### Task prompt
Would you filter the listing below so that only lines with the word "when" remain?
*** Opening of The records ***
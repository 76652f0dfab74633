//! A ready-made [`NodeSource`] for callers that don't have a tree of their own.

use crate::tree::{Label, NodeSource, Tree};
use core::fmt;
use indextree::{Arena, NodeId as ArenaId};

/// A plain `(kind, value)` label.
#[derive(Debug, Clone, PartialEq, Eq, Hash)]
pub struct NodeLabel<K> {
    /// The node's kind.
    pub kind: K,
    /// The node's canonical value, empty when it has none.
    pub value: String,
}

impl<K> NodeLabel<K> {
    /// Create a label.
    pub fn new(kind: K, value: impl Into<String>) -> Self {
        Self {
            kind,
            value: value.into(),
        }
    }
}

impl<K> Label for NodeLabel<K>
where
    K: Clone + PartialEq + fmt::Debug + fmt::Display,
{
    type Kind = K;

    fn kind(&self) -> K {
        self.kind.clone()
    }

    fn value(&self) -> String {
        self.value.clone()
    }
}

/// A mutable, `indextree`-backed tree of [`NodeLabel`]s.
///
/// Build it up with [`LabeledTree::add_child`] and friends, then freeze it
/// into a diffable [`Tree`] with [`LabeledTree::build`].
#[derive(Debug, Clone)]
pub struct LabeledTree<K> {
    arena: Arena<NodeLabel<K>>,
    /// The root node.
    pub root: ArenaId,
}

impl<K> LabeledTree<K>
where
    K: Clone + PartialEq + fmt::Debug + fmt::Display,
{
    /// Create a tree with a single root node.
    pub fn new(kind: K, value: impl Into<String>) -> Self {
        let mut arena = Arena::new();
        let root = arena.new_node(NodeLabel::new(kind, value));
        Self { arena, root }
    }

    /// Append a child as the last child of `parent`.
    pub fn add_child(&mut self, parent: ArenaId, kind: K, value: impl Into<String>) -> ArenaId {
        let child = self.arena.new_node(NodeLabel::new(kind, value));
        parent.append(child, &mut self.arena);
        child
    }

    /// Insert a child at `position` among `parent`'s children.
    ///
    /// A position past the end appends.
    pub fn insert_child(
        &mut self,
        parent: ArenaId,
        position: usize,
        kind: K,
        value: impl Into<String>,
    ) -> ArenaId {
        let child = self.arena.new_node(NodeLabel::new(kind, value));
        let sibling = parent.children(&self.arena).nth(position);
        match sibling {
            Some(sibling) => sibling.insert_before(child, &mut self.arena),
            None => parent.append(child, &mut self.arena),
        }
        child
    }

    /// Replace the value of `node`.
    pub fn set_value(&mut self, node: ArenaId, value: impl Into<String>) {
        if let Some(entry) = self.arena.get_mut(node) {
            entry.get_mut().value = value.into();
        }
    }

    /// Detach `node` and its whole subtree.
    ///
    /// # Panics
    ///
    /// Panics when asked to remove the root.
    pub fn remove(&mut self, node: ArenaId) {
        assert!(node != self.root, "cannot remove the root of a LabeledTree");
        node.remove_subtree(&mut self.arena);
    }

    /// The label of `node`, if it is still part of the arena.
    pub fn get(&self, node: ArenaId) -> Option<&NodeLabel<K>> {
        self.arena
            .get(node)
            .filter(|entry| !entry.is_removed())
            .map(|entry| entry.get())
    }

    /// Freeze into a diffable [`Tree`].
    pub fn build(&self) -> Tree<NodeLabel<K>> {
        Tree::from_source(self)
    }
}

impl<K> NodeSource for LabeledTree<K>
where
    K: Clone + PartialEq + fmt::Debug + fmt::Display,
{
    type Handle = ArenaId;
    type Label = NodeLabel<K>;

    fn root(&self) -> ArenaId {
        self.root
    }

    fn children(&self, node: ArenaId) -> impl Iterator<Item = ArenaId> + '_ {
        node.children(&self.arena)
    }

    fn label(&self, node: ArenaId) -> NodeLabel<K> {
        self.arena[node].get().clone()
    }
}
*** Close of The records ***
### Your response
    /// The node's canonical value, empty when it has none.
    /// Panics when asked to remove the root.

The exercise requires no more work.